Tschechischer Präsident: Zeman will keine amerikanischen Raketen

Milos Zeman will keine amerikanische Raketen in seinem Land. Bild: dpa

Er sehe absolut keinen Grund für die Stationierung amerikanischer Raketen in seinem Land, sagt Milos Zeman. Polens Kauf von Raketenwerfern sei Ausdruck einer „Phobie“.

Der tschechische Präsident Milos Zeman hat sich gegen eine Stationierung amerikanischer Raketen in seinem Land ausgesprochen. Dafür sehe er „absolut keinen Grund“, sagte der 74 Jahre alte Zeman am Donnerstagabend in seiner wöchentlichen Interviewsendung im „TV Barrandov“.

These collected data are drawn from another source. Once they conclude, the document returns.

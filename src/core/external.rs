//! Seams to the outside world
//!
//! The policy core does not talk to a directory, an IAM API or a group
//! provisioning backend itself. Callers supply these traits; failures are
//! reported as [`anyhow::Error`] and surface as loader or source errors.

use crate::core::activation::Grant;
use crate::core::legacy::RoleBinding;
use crate::core::principal::{Subject, UserId};

/// Resolves a user to the principals they currently hold
pub trait SubjectResolver {
    fn resolve(&self, user: &UserId) -> anyhow::Result<Subject>;
}

/// Reads role bindings for the legacy importer
///
/// `bindings` is called at most once per project and may be called from
/// several threads.
pub trait BindingSource: Send + Sync {
    /// Projects to import, by project ID
    fn projects(&self) -> anyhow::Result<Vec<String>>;

    /// Role bindings of one project's IAM policy
    fn bindings(&self, project: &str) -> anyhow::Result<Vec<RoleBinding>>;

    /// Role bindings above project level, used for the environment ACL
    fn environment_bindings(&self) -> anyhow::Result<Vec<RoleBinding>>;
}

/// Applies a grant, e.g. by adding a time-bound group membership
pub trait Provisioner {
    fn provision(&self, grant: &Grant) -> anyhow::Result<()>;
}
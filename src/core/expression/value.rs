//! Runtime values of the expression language

use chrono::{DateTime, Duration, SecondsFormat, Utc};
use std::collections::BTreeMap;
use std::fmt;

/// A value produced by evaluating an expression, or bound as a variable
#[derive(Debug, Clone, PartialEq)]
pub enum Value {
    Null,
    Bool(bool),
    Int(i64),
    Double(f64),
    String(String),
    Timestamp(DateTime<Utc>),
    Duration(Duration),
    List(Vec<Value>),
    Map(BTreeMap<String, Value>),
}

impl Value {
    /// Build a map value from key/value pairs
    pub fn map<K, I>(entries: I) -> Self
    where
        K: Into<String>,
        I: IntoIterator<Item = (K, Value)>,
    {
        Value::Map(entries.into_iter().map(|(k, v)| (k.into(), v)).collect())
    }

    /// Name of the value's type, as used in error messages
    pub fn type_name(&self) -> &'static str {
        match self {
            Value::Null => "null_type",
            Value::Bool(_) => "bool",
            Value::Int(_) => "int",
            Value::Double(_) => "double",
            Value::String(_) => "string",
            Value::Timestamp(_) => "timestamp",
            Value::Duration(_) => "duration",
            Value::List(_) => "list",
            Value::Map(_) => "map",
        }
    }

    pub fn as_bool(&self) -> Option<bool> {
        match self {
            Value::Bool(b) => Some(*b),
            _ => None,
        }
    }

    pub fn as_str(&self) -> Option<&str> {
        match self {
            Value::String(s) => Some(s),
            _ => None,
        }
    }

    /// Equality with numeric promotion between int and double
    pub fn loosely_equals(&self, other: &Value) -> bool {
        match (self, other) {
            (Value::Int(a), Value::Double(b)) | (Value::Double(b), Value::Int(a)) => {
                (*a as f64) == *b
            }
            (Value::List(a), Value::List(b)) => {
                a.len() == b.len() && a.iter().zip(b).all(|(x, y)| x.loosely_equals(y))
            }
            (Value::Map(a), Value::Map(b)) => {
                a.len() == b.len()
                    && a.iter()
                        .all(|(k, v)| b.get(k).map_or(false, |w| v.loosely_equals(w)))
            }
            (a, b) => a == b,
        }
    }
}

/// Formats a duration the way `duration()` accepts it, e.g. `300s`
pub(crate) fn format_duration(d: &Duration) -> String {
    let nanos = d.subsec_nanos();
    if nanos == 0 {
        format!("{}s", d.num_seconds())
    } else {
        let secs = d.num_milliseconds() as f64 / 1000.0;
        format!("{}s", secs)
    }
}

impl fmt::Display for Value {
    fn fmt(&self, f: &mut fmt::Formatter<'_>) -> fmt::Result {
        match self {
            Value::Null => write!(f, "null"),
            Value::Bool(b) => write!(f, "{}", b),
            Value::Int(i) => write!(f, "{}", i),
            Value::Double(d) => write!(f, "{}", d),
            Value::String(s) => write!(f, "{}", s),
            Value::Timestamp(t) => write!(f, "{}", t.to_rfc3339_opts(SecondsFormat::AutoSi, true)),
            Value::Duration(d) => write!(f, "{}", format_duration(d)),
            Value::List(items) => {
                write!(f, "[")?;
                for (i, item) in items.iter().enumerate() {
                    if i > 0 {
                        write!(f, ", ")?;
                    }
                    write!(f, "{}", item)?;
                }
                write!(f, "]")
            }
            Value::Map(entries) => {
                write!(f, "{{")?;
                for (i, (k, v)) in entries.iter().enumerate() {
                    if i > 0 {
                        write!(f, ", ")?;
                    }
                    write!(f, "{}: {}", k, v)?;
                }
                write!(f, "}}")
            }
        }
    }
}

impl From<bool> for Value {
    fn from(b: bool) -> Self {
        Value::Bool(b)
    }
}

impl From<i64> for Value {
    fn from(i: i64) -> Self {
        Value::Int(i)
    }
}

impl From<f64> for Value {
    fn from(d: f64) -> Self {
        Value::Double(d)
    }
}

impl From<&str> for Value {
    fn from(s: &str) -> Self {
        Value::String(s.to_string())
    }
}

impl From<String> for Value {
    fn from(s: String) -> Self {
        Value::String(s)
    }
}

impl From<DateTime<Utc>> for Value {
    fn from(t: DateTime<Utc>) -> Self {
        Value::Timestamp(t)
    }
}

impl From<Duration> for Value {
    fn from(d: Duration) -> Self {
        Value::Duration(d)
    }
}

impl From<Vec<Value>> for Value {
    fn from(items: Vec<Value>) -> Self {
        Value::List(items)
    }
}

Polen hatte jüngst einen Vertrag zum Kauf von 20 amerikanischen Raketenwerfern des Typs Himars unterzeichnet, die mit nicht-atomaren Atacms-Kurzstreckenraketen ausgerüstet werden. Man müsse dafür Verständnis zeigen, sagte Zeman, denn Polen habe historische negative Erfahrungen mit Russland. „Manchmal würde ich sagen, dass es fast eine Phobie ist“, merkte der als russlandfreundlich geltende Staatschef an.

Zuerst die Vereinigten Staaten und dann Russland hatten vor kurzem ihren Rückzug aus dem INF-Vertrag angekündigt. Die Vereinbarung verbietet landgestützte atomare Mittelstreckenwaffen mit einer Reichweite von 500 bis 5500 Kilometern. Vor knapp zehn Jahren hatte der damalige amerikanische Präsident Barack Obama Pläne für eine konventionelle Raketenabwehr in Tschechien und Polen gestoppt. Die beiden ostmitteleuropäischen Staaten sind seit 1999 Mitglied des Nato-Verteidigungsbündnisses.